** The task **
A verbatim copy of the lines starting at the one with "if text.is_none() &&" and ending at the last line below is required; include nothing else.

** Data for the task **
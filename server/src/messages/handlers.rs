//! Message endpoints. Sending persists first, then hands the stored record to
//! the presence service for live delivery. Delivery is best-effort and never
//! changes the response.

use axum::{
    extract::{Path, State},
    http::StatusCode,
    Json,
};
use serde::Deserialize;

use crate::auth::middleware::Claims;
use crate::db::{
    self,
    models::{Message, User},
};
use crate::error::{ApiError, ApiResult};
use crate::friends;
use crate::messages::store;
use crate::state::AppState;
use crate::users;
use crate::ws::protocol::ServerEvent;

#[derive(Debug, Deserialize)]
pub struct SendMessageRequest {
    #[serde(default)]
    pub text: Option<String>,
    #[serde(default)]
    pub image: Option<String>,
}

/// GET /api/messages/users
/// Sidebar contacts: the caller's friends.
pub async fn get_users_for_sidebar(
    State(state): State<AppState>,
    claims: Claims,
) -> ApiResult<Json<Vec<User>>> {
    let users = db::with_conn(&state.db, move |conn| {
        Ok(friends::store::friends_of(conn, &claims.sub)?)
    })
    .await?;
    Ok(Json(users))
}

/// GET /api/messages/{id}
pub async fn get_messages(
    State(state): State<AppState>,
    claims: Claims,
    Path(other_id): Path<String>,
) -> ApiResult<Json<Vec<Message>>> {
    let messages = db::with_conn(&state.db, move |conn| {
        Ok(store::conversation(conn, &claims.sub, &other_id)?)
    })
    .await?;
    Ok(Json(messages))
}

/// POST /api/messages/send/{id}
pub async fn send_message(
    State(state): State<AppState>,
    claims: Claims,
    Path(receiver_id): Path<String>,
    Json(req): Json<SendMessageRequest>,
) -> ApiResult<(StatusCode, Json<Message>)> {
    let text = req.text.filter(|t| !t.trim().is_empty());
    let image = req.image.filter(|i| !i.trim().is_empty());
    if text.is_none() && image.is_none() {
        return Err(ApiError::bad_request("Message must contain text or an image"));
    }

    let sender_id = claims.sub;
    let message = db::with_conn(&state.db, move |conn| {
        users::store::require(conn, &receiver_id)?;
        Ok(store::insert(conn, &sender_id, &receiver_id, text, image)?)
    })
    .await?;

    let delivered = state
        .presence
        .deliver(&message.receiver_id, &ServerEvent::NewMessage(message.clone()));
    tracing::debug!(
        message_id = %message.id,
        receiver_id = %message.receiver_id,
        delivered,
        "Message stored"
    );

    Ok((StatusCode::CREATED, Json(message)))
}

** Written answer **
    if text.is_none() && image.is_none() {
        return Err(ApiError::bad_request("Message must contain text or an image"));
    }

    let sender_id = claims.sub;
    let message = db::with_conn(&state.db, move |conn| {
        users::store::require(conn, &receiver_id)?;
        Ok(store::insert(conn, &sender_id, &receiver_id, text, image)?)
    })
    .await?;

    let delivered = state
        .presence
        .deliver(&message.receiver_id, &ServerEvent::NewMessage(message.clone()));
    tracing::debug!(
        message_id = %message.id,
        receiver_id = %message.receiver_id,
        delivered,
        "Message stored"
    );

    Ok((StatusCode::CREATED, Json(message)))
}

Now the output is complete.